Coppola’s Rumble Fish – does it deserve the acclaim?

May 3, 2014

Francis Ford Copola’s 1983 film Rumble Fish is really one of the most stunningly photographed films of all time – here working with cinematographer Stephen H. Burum, a frequent Brian De Palma collaborator. The problem is the meaning of the film isn’t made by the visual elements; they are just plastered on top. The baroque visual style is not allowed to speak for itself. 

Some examples of the beautiful compositions in the film:

Image     Image    Image

Instead, the film’s meaning is mainly created by the characters, the dialogue and the plot – all of which are wholly clichèd.
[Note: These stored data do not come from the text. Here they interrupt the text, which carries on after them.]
use neural_terminal::resilience::{CircuitBreaker, CircuitBreakerConfig, RateLimitConfig};
use neural_terminal::source::{Script, ScriptStep, ScriptedSource};
use neural_terminal::tokens::{BudgetStatus, CostTracker, ModelPricing};
use neural_terminal::{
    BridgeConfig, CircuitState, CompletionClient, CompletionCollector, CompletionRequest, Error,
    ErrorCode, Message, StreamChunk, UpstreamError,
};
use std::sync::Arc;
use std::time::Duration;

const MODEL: &str = "test-model";

fn request() -> CompletionRequest {
    CompletionRequest::new(MODEL, vec![Message::user("hello")])
}

fn client_with(source: ScriptedSource, threshold: u32) -> CompletionClient {
    CompletionClient::builder()
        .rate_limit(RateLimitConfig::new(600, 50).unwrap())
        .circuit_breaker(
            CircuitBreakerConfig::new()
                .with_failure_threshold(threshold)
                .with_recovery_timeout(Duration::from_secs(60)),
        )
        .bridge(BridgeConfig::default().with_chunk_timeout(Duration::from_secs(5)))
        .build(Arc::new(source))
        .unwrap()
}

#[test]
fn test_stream_success_records_success() {
    let source = ScriptedSource::new()
        .with_chunk_delay(Duration::from_millis(2))
        .with_fallback(Script::reply(MODEL, &["Hello", ", ", "world"]));
    let client = client_with(source, 2);
    client.breaker().record_failure();
    assert_eq!(client.breaker().failure_count(), 1);

    let stream = client.stream_chat(request()).unwrap();
    let mut deltas = Vec::new();
    let mut collector = CompletionCollector::new();
    let meta = collector
        .drive(stream, |d| deltas.push(d.to_string()), |_| {})
        .unwrap()
        .unwrap();

    assert_eq!(collector.content(), "Hello, world");
    assert_eq!(deltas.len(), 3);
    assert_eq!(meta.model, MODEL);
    assert_eq!(meta.finish_reason.as_deref(), Some("stop"));
    assert_eq!(client.breaker().failure_count(), 0);
    assert_eq!(client.breaker().state(), CircuitState::Closed);
}

#[test]
fn test_mid_stream_failure_keeps_partial_and_opens_breaker() {
    let source = ScriptedSource::new().with_fallback(Script::fail_after(
        &["partial ", "answer"],
        UpstreamError::Api {
            status: 502,
            message: "bad gateway".into(),
            body: None,
        },
    ));
    let client = client_with(source, 2);

    for _ in 0..2 {
        let stream = client.stream_chat(request()).unwrap();
        let mut collector = CompletionCollector::new();
        let err = collector.drive(stream, |_| {}, |_| {}).unwrap_err();
        assert_eq!(collector.content(), "partial answer");
        assert_eq!(err.code(), ErrorCode::ApiError);
    }
    assert_eq!(client.breaker().state(), CircuitState::Open);

    match client.stream_chat(request()) {
        Err(Error::CircuitBreakerOpen { remaining }) => assert!(remaining > Duration::ZERO),
        Err(other) => panic!("unexpected error: {other:?}"),
        Ok(_) => panic!("open breaker admitted a stream"),
    }
}

#[test]
fn test_open_failure_surfaces_on_first_chunk() {
    let source = ScriptedSource::new();
    source.push(Script::RejectOpen(UpstreamError::TokenLimit {
        max_tokens: Some(8192),
        actual_tokens: Some(9100),
    }));
    let client = client_with(source, 5);

    let mut stream = client.stream_chat(request()).unwrap();
    let err = stream.next_chunk().unwrap_err();
    assert!(matches!(err, Error::Upstream(UpstreamError::TokenLimit { .. })));
    assert!(stream.is_finished());
    assert!(stream.next_chunk().unwrap().is_none());
    // Reported once even though the stream was polled again.
    assert_eq!(client.breaker().failure_count(), 1);
}

#[test]
fn test_cancellation_is_not_a_failure() {
    let source = ScriptedSource::new()
        .with_chunk_delay(Duration::from_millis(5))
        .with_fallback(Script::reply(MODEL, &["a"; 200]));
    let client = client_with(source, 1);

    let mut stream = client.stream_chat(request()).unwrap();
    assert!(stream.next_chunk().unwrap().is_some());
    stream.stop();

    let err = loop {
        match stream.next_chunk() {
            Ok(Some(_)) => continue,
            Ok(None) => panic!("stopped stream reported completion"),
            Err(e) => break e,
        }
    };
    assert!(matches!(err, Error::Cancelled));
    assert_eq!(client.breaker().failure_count(), 0);
    assert_eq!(client.breaker().state(), CircuitState::Closed);
}

#[test]
fn test_stalled_stream_times_out_and_counts() {
    let source = ScriptedSource::new();
    source.push(Script::Stream(vec![
        ScriptStep::Chunk(StreamChunk::delta("thinking")),
        ScriptStep::Stall,
    ]));
    let client = CompletionClient::builder()
        .bridge(BridgeConfig::default().with_chunk_timeout(Duration::from_millis(100)))
        .circuit_breaker(CircuitBreakerConfig::new().with_failure_threshold(1))
        .build(Arc::new(source))
        .unwrap();

    let mut stream = client.stream_chat(request()).unwrap();
    assert_eq!(
        stream.next_chunk().unwrap().and_then(|c| c.as_delta().map(str::to_string)),
        Some("thinking".to_string())
    );
    assert!(matches!(stream.next_chunk(), Err(Error::StreamTimeout { .. })));
    assert_eq!(client.breaker().state(), CircuitState::Open);
}

#[test]
fn test_rate_limit_rejects_before_upstream() {
    let source = Arc::new(ScriptedSource::new().with_fallback(Script::reply(MODEL, &["ok"])));
    let client = CompletionClient::builder()
        .rate_limit(RateLimitConfig::new(1, 2).unwrap())
        .build(Arc::clone(&source) as Arc<dyn neural_terminal::CompletionSource>)
        .unwrap();

    assert_eq!(client.complete(&request()).unwrap().content, "ok");
    assert_eq!(client.complete(&request()).unwrap().content, "ok");
    let err = client.complete(&request()).unwrap_err();
    assert!(matches!(err, Error::RateLimitExceeded { .. }));
    assert!(err.retry_after().is_some());
    assert_eq!(source.requests().len(), 2);

    let signals = client.signals();
    assert_eq!(signals.rate_limiter.burst, 2);
    assert!(signals.rate_limiter.estimated_wait.is_some());
    assert!(signals.cost.is_none());
}

#[test]
fn test_complete_records_failures_through_breaker() {
    let source = ScriptedSource::new().with_fallback(Script::RejectOpen(
        UpstreamError::ModelUnavailable {
            model_id: Some(MODEL.into()),
        },
    ));
    let client = client_with(source, 2);

    for _ in 0..2 {
        let err = client.complete(&request()).unwrap_err();
        assert_eq!(err.code(), ErrorCode::ModelUnavailable);
    }
    assert!(matches!(
        client.complete(&request()),
        Err(Error::CircuitBreakerOpen { .. })
    ));
}

#[tokio::test]
async fn test_complete_works_inside_runtime() {
    let source = ScriptedSource::new().with_fallback(Script::reply(MODEL, &["in", "side"]));
    let client = client_with(source, 2);
    let completion = client.complete(&request()).unwrap();
    assert_eq!(completion.content, "inside");
}

#[test]
fn test_shared_breaker_across_clients() {
    let breaker = Arc::new(
        CircuitBreaker::new(CircuitBreakerConfig::new().with_failure_threshold(1)).unwrap(),
    );
    let failing = CompletionClient::builder()
        .shared_circuit_breaker(Arc::clone(&breaker))
        .build(Arc::new(ScriptedSource::new().with_fallback(Script::RejectOpen(
            UpstreamError::RateLimited { retry_after: None },
        ))))
        .unwrap();
    let healthy = CompletionClient::builder()
        .shared_circuit_breaker(Arc::clone(&breaker))
        .build(Arc::new(
            ScriptedSource::new().with_fallback(Script::reply(MODEL, &["hi"])),
        ))
        .unwrap();

    assert!(failing.complete(&request()).is_err());
    assert!(matches!(
        healthy.stream_chat(request()),
        Err(Error::CircuitBreakerOpen { .. })
    ));
    assert_eq!(healthy.signals().circuit_breaker.state, CircuitState::Open);
}

#[test]
fn test_usage_feeds_cost_tracker() {
    let tracker = Arc::new(CostTracker::new(
        Some(ModelPricing::new(MODEL, 1.0, 1.0)),
        Some(0.02),
    ));
    let source = ScriptedSource::new().with_fallback(Script::reply(MODEL, &["a", "b"]));
    let client = CompletionClient::builder()
        .cost_tracker(Arc::clone(&tracker))
        .build(Arc::new(source))
        .unwrap();

    // Scripted usage: 10 prompt tokens + one completion token per delta.
    let stream = client.stream_chat(request()).unwrap();
    for chunk in stream {
        chunk.unwrap();
    }
    assert!((tracker.accumulated() - 0.012).abs() < 1e-9);

    client.complete(&request()).unwrap();
    let cost = client.signals().cost.unwrap();
    assert!((cost.accumulated - 0.024).abs() < 1e-9);
    assert_eq!(cost.status, BudgetStatus::Exceeded);
}

#[test]
fn test_stream_projects_budget_while_streaming() {
    let tracker = Arc::new(CostTracker::new(
        Some(ModelPricing::new(MODEL, 1.0, 1.0)),
        Some(0.105),
    ));
    let source = ScriptedSource::new().with_fallback(Script::reply(MODEL, &["t"; 100]));
    let client = CompletionClient::builder()
        .cost_tracker(Arc::clone(&tracker))
        .build(Arc::new(source))
        .unwrap();

    let mut stream = client.stream_chat(request()).unwrap();
    for _ in 0..99 {
        assert!(stream.next_chunk().unwrap().is_some());
    }
    assert_eq!(stream.budget_status(), None);

    // 100 streamed tokens project to 0.1, past 80 % of the budget.
    assert!(stream.next_chunk().unwrap().is_some());
    assert_eq!(stream.budget_status(), Some(BudgetStatus::ApproachingLimit));
    assert_eq!(tracker.accumulated(), 0.0);

    // Billed usage is 110 tokens.
    assert!(matches!(
        stream.next_chunk().unwrap(),
        Some(StreamChunk::Metadata(_))
    ));
    assert_eq!(stream.budget_status(), Some(BudgetStatus::Exceeded));
    assert!(stream.next_chunk().unwrap().is_none());
}

#[test]
fn test_invalid_bridge_config_fails_build() {
    let result = CompletionClient::builder()
        .bridge(BridgeConfig::default().with_queue_capacity(0))
        .build(Arc::new(ScriptedSource::new()));
    assert!(matches!(result, Err(Error::Configuration { .. })));
}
The archetypal characters are all there; Matt Dillon’s poser rebel, his pretty girlfirend who puts up with his bullshit, his bad-ass big brother who comes to the rescue, and his pathetic alcholic father. Add to that fact each scene is so predictable that the film no longer borders on, but fully enters into, the realm of parody.

 Image  Image   Image

The middle image over is particularly telling, as it is a strikingly beautiful expressionistic composition, tarnished by the absurd-looking, sunglass-wearing cop.  Keep in mind that the entire film is played straight, almost overly serious in tone. (The top image is of a baddie that comes to kick Dillon’s ass.)  

It’s rare to see such an utterly polarizing film that is at once ravishingly beautiful, and yet cannot be describes as anything other than a failure. Had this been a silent film it could have been a great film – even a masterpiece – but as it is, it is plain painful to watch the way Burum’s talent is wasted, one scene at a time.

The result is a soaringly overrated and pretentious film. 

 

Image

The Motorcycle Boy Reigns; one of the last shots in the film.

 

Looking at other Coppola-films, I find, although well made, The Godfather to glorify the Italian gangster.  Coppola’s best film might very well be the post-modern and genre-transformative The Conversation.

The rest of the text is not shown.